People are making fun of President Trump for insistently thinking that a vaccine for the new coronavirus can be put out quickly, but as entertaining as it can be to make fun of politicians who are out of their depth in a highly technical area, the man has a point. A more constructive conversation might have gone like this:

President: So what takes so long? People have candidate vaccines already, so what actually would you be doing during that year that you're telling me is necessary to get a vaccine out?

Official: That's for testing the vaccine to make sure it's safe and efficacious. It's what our rules require.

President: What if we waived some of those rules? I mean, they're telling me this new virus might kill millions.

Official: Well, the rules are there for a reason. Vaccines can have bad side effects. In 1976, the flu vaccine put hundreds of people in the hospital with Guillian-Barré syndrome, after a big scare over the swine flu.

President: Guillian-Barré syndrome? How bad is that?

Official: It paralyzes you. It's an autoimmune attack on the nerves, brough on by the vaccination. It still happens very occasionally with current vaccines, though that old swine flu vaccine was particularly bad. Patients usually recover, but they are incapacitated for weeks, and many die.

President: So did they withdraw the vaccine?

Official: No, they kept on vaccinating with it. Those hundreds of people are only a tiny fraction of the tens of millions who were vaccinated.

President: Seriously? Look, they're telling me this new virus kills something like four percent of the people it infects. And it seems like it's out of control, spreading rapidly. Even people with no symptoms can spread it, they tell me. Just a few weeks more of exponential growth, and we might be looking at millions dead.

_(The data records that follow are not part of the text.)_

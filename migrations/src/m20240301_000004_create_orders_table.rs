use sea_orm_migration::prelude::*;

#[derive(DeriveMigrationName)]
pub struct Migration;

#[async_trait::async_trait]
impl MigrationTrait for Migration {
    async fn up(&self, manager: &SchemaManager) -> Result<(), DbErr> {
        manager
            .create_table(
                Table::create()
                    .table(Orders::Table)
                    .if_not_exists()
                    .col(
                        ColumnDef::new(Orders::Id)
                            .integer()
                            .not_null()
                            .auto_increment()
                            .primary_key(),
                    )
                    .col(ColumnDef::new(Orders::CustomerName).string_len(255).not_null())
                    .col(
                        ColumnDef::new(Orders::TotalAmount)
                            .decimal_len(10, 2)
                            .not_null(),
                    )
                    .col(
                        ColumnDef::new(Orders::OrderDate)
                            .timestamp_with_time_zone()
                            .not_null(),
                    )
                    .col(
                        ColumnDef::new(Orders::Status)
                            .string_len(32)
                            .not_null()
                            .default("Pending"),
                    )
                    .to_owned(),
            )
            .await?;

        // Daily summaries filter on order_date
        manager
            .create_index(
                Index::create()
                    .name("idx_orders_order_date")
                    .table(Orders::Table)
                    .col(Orders::OrderDate)
                    .to_owned(),
            )
            .await
    }

    async fn down(&self, manager: &SchemaManager) -> Result<(), DbErr> {
        manager
            .drop_table(Table::drop().table(Orders::Table).to_owned())
            .await
    }
}

#[derive(DeriveIden)]
pub enum Orders {
    Table,
    Id,
    CustomerName,
    TotalAmount,
    OrderDate,
    Status,
}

Official: Well, we still might be able to muddle through. Yes, there seems to be some spread from asymptomatic people, but it's people coughing up a storm who are the main spreaders. And that four percent is the high end of the estimates; it might be less than one percent. Also, we can expect the virus to mutate to a lower lethality, since people who have mild cases won't seek treatment while people with bad cases will be hospitalized and their contacts quarantined. This is an RNA virus, so it has a high rate of mutation. Also, warm weather is coming soon, and that'll probably lower the rate of transmission. And remember, we're going to be blamed for all the bad side effects of a vaccine, especially if it's completely successful and puts a halt to the epidemic: people won't realize how bad it could have been.

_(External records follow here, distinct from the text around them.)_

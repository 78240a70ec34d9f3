use rust_decimal::Decimal;
use sea_orm::entity::prelude::*;
use serde::{Deserialize, Serialize};

/// The `order_items` table. Rows are owned by their order and are replaced
/// wholesale whenever the order contents change.
#[derive(Clone, Debug, PartialEq, DeriveEntityModel, Serialize, Deserialize)]
#[sea_orm(table_name = "order_items")]
pub struct Model {
    #[sea_orm(primary_key)]
    pub id: i32,

    pub order_id: i32,

    pub menu_item_id: i32,

    pub quantity: i32,

    /// Unit price captured when the order was placed or last replaced.
    #[sea_orm(column_type = "Decimal(Some((10, 2)))")]
    pub price_at_order: Decimal,
}

#[derive(Copy, Clone, Debug, EnumIter, DeriveRelation)]
pub enum Relation {
    #[sea_orm(
        belongs_to = "super::order::Entity",
        from = "Column::OrderId",
        to = "super::order::Column::Id",
        on_update = "Cascade",
        on_delete = "Cascade"
    )]
    Order,

    #[sea_orm(
        belongs_to = "super::menu_item::Entity",
        from = "Column::MenuItemId",
        to = "super::menu_item::Column::Id",
        on_update = "Cascade",
        on_delete = "Restrict"
    )]
    MenuItem,
}

impl Related<super::order::Entity> for Entity {
    fn to() -> RelationDef {
        Relation::Order.def()
    }
}

impl Related<super::menu_item::Entity> for Entity {
    fn to() -> RelationDef {
        Relation::MenuItem.def()
    }
}

impl ActiveModelBehavior for ActiveModel {}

President: That still seems better to me than being thought of like Nero, who fiddled while Rome burned. Even if the lethality goes down to half a percent, that's still maybe a million Americans dead. Tell me again what exactly you'd be doing during that year.

Official: Well, the thing that takes the longest are the clinical trials. Placebo-controlled double-blind trials are the gold standard of evidence in medicine.

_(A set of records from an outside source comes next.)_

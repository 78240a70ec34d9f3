pub mod transaction;

use crate::config::AppConfig;
use crate::errors::ServiceError;
use metrics::{counter, gauge};
use migrations::Migrator;
use sea_orm::{ConnectOptions, Database, DatabaseConnection};
use sea_orm_migration::MigratorTrait;
use std::time::Duration;
use tracing::{debug, error, info};

pub use transaction::with_transaction;

/// Type alias for a database connection pool
pub type DbPool = DatabaseConnection;

/// Configuration for database connection
#[derive(Debug, Clone)]
pub struct DbConfig {
    /// Database connection URL
    pub url: String,
    /// Maximum number of connections
    pub max_connections: u32,
    /// Minimum number of connections
    pub min_connections: u32,
    /// Connection timeout duration
    pub connect_timeout: Duration,
    /// Idle timeout duration
    pub idle_timeout: Duration,
    /// Acquire connection timeout
    pub acquire_timeout: Duration,
    /// Log every statement through sqlx
    pub sqlx_logging: bool,
}

impl Default for DbConfig {
    fn default() -> Self {
        Self {
            url: String::new(),
            max_connections: 10,
            min_connections: 1,
            connect_timeout: Duration::from_secs(30),
            idle_timeout: Duration::from_secs(600),
            acquire_timeout: Duration::from_secs(8),
            sqlx_logging: false,
        }
    }
}

impl From<&AppConfig> for DbConfig {
    fn from(cfg: &AppConfig) -> Self {
        Self {
            url: cfg.database_url.clone(),
            max_connections: cfg.db_max_connections,
            min_connections: cfg.db_min_connections,
            connect_timeout: Duration::from_secs(cfg.db_connect_timeout_secs),
            idle_timeout: Duration::from_secs(cfg.db_idle_timeout_secs),
            acquire_timeout: Duration::from_secs(cfg.db_acquire_timeout_secs),
            sqlx_logging: cfg.db_sqlx_logging,
        }
    }
}

/// Establishes a connection pool to the database with custom configuration
///
/// # Errors
/// Returns a `ServiceError::DatabaseError` if the pool cannot be created
pub async fn establish_connection_with_config(config: &DbConfig) -> Result<DbPool, ServiceError> {
    debug!(
        max_connections = config.max_connections,
        min_connections = config.min_connections,
        "Configuring database connection"
    );

    let mut opt = ConnectOptions::new(config.url.clone());
    opt.max_connections(config.max_connections)
        .min_connections(config.min_connections)
        .connect_timeout(config.connect_timeout)
        .acquire_timeout(config.acquire_timeout)
        .idle_timeout(config.idle_timeout)
        .sqlx_logging(config.sqlx_logging);

    gauge!("canteen.db.max_connections", config.max_connections as f64);

    let pool = Database::connect(opt).await.map_err(|e| {
        error!(error = %e, "Database connection establishment failed");
        ServiceError::DatabaseError(e)
    })?;

    info!(
        max_connections = config.max_connections,
        "Database connection pool established"
    );
    Ok(pool)
}

/// Establish DB pool using AppConfig tuning
pub async fn establish_connection_from_app_config(cfg: &AppConfig) -> Result<DbPool, ServiceError> {
    let db_cfg: DbConfig = cfg.into();
    establish_connection_with_config(&db_cfg).await
}

/// Applies every pending schema migration.
pub async fn run_migrations(pool: &DbPool) -> Result<(), ServiceError> {
    info!("Running database migrations");
    let start = std::time::Instant::now();

    let result = Migrator::up(pool, None)
        .await
        .map_err(ServiceError::DatabaseError);

    let elapsed = start.elapsed();
    match &result {
        Ok(_) => info!("Database migrations completed in {:?}", elapsed),
        Err(e) => error!("Database migrations failed after {:?}: {}", elapsed, e),
    }

    result
}

/// Checks if the database connection is active
pub async fn check_connection(pool: &DbPool) -> Result<(), ServiceError> {
    let start = std::time::Instant::now();

    let result = pool.ping().await.map_err(ServiceError::DatabaseError);

    let elapsed = start.elapsed();
    match &result {
        Ok(_) => {
            debug!("Database connection check successful in {:?}", elapsed);
            gauge!("canteen.db.connection_latency_ms", elapsed.as_millis() as f64);
        }
        Err(e) => {
            error!("Database connection check failed after {:?}: {}", elapsed, e);
            counter!("canteen.db.connection_failures", 1);
        }
    }

    result
}

#[cfg(test)]
mod tests {
    use super::*;

    async fn memory_pool() -> DbPool {
        establish_connection_with_config(&DbConfig {
            url: "sqlite::memory:".to_string(),
            max_connections: 1,
            ..Default::default()
        })
        .await
        .expect("in-memory sqlite")
    }

    #[tokio::test]
    async fn migrations_apply_and_connection_is_live() {
        let pool = memory_pool().await;
        run_migrations(&pool).await.unwrap();
        // second run is a no-op
        run_migrations(&pool).await.unwrap();
        assert!(check_connection(&pool).await.is_ok());
    }

    #[tokio::test]
    async fn file_backed_pool_shares_schema_across_connections() {
        let dir = tempfile::tempdir().unwrap();
        let url = format!("sqlite://{}?mode=rwc", dir.path().join("canteen.db").display());
        let pool = establish_connection_with_config(&DbConfig {
            url,
            max_connections: 4,
            ..Default::default()
        })
        .await
        .unwrap();

        run_migrations(&pool).await.unwrap();
        let applied = Migrator::get_applied_migrations(&pool).await.unwrap();
        assert_eq!(applied.len(), Migrator::migrations().len());
    }

    #[test]
    fn db_config_follows_app_config() {
        let mut cfg = AppConfig::new(
            "postgres://canteen@localhost/canteen".into(),
            "x".repeat(40),
            "development".into(),
        );
        cfg.db_max_connections = 3;
        cfg.db_acquire_timeout_secs = 2;

        let db_cfg = DbConfig::from(&cfg);
        assert_eq!(db_cfg.url, "postgres://canteen@localhost/canteen");
        assert_eq!(db_cfg.max_connections, 3);
        assert_eq!(db_cfg.acquire_timeout, Duration::from_secs(2));
    }
}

President: Don't you realize this nation went off the gold standard a long time ago? And do you think I ever have a placebo-controlled double-blind trial to tell me how to make a decision? Look, I want you to go back to the office and get your people to spend two days preparing a list of the ways we might accelerate this. You're telling me a year; I want every option from that down to a week. Yes, I know you're not going to formally approve anything in a week; I'm talking about getting it out there on an experimental basis, with continual monitoring. And probably more than one candidate vaccine at once, since I figure most of them won't work. Oh, and for each option for the timescale, give me a scientific wild-ass guess as to its risks: tell me how many people would probably die or be crippled from side effects, versus how many it'd probably save.

Official: Okay, will do. If we had to take responsibility for this ourselves we'd still say a year, but if you're willing to fly top cover for us, that changes things.


(Of course people are never really that eloquent in offhand conversation; really I'd expect a half hour of considerably more confused talk, of which the above would just be the gist. And as usual in theatrical conversations, I've made them say some things out loud that would really be left unsaid, such as the last sentence.)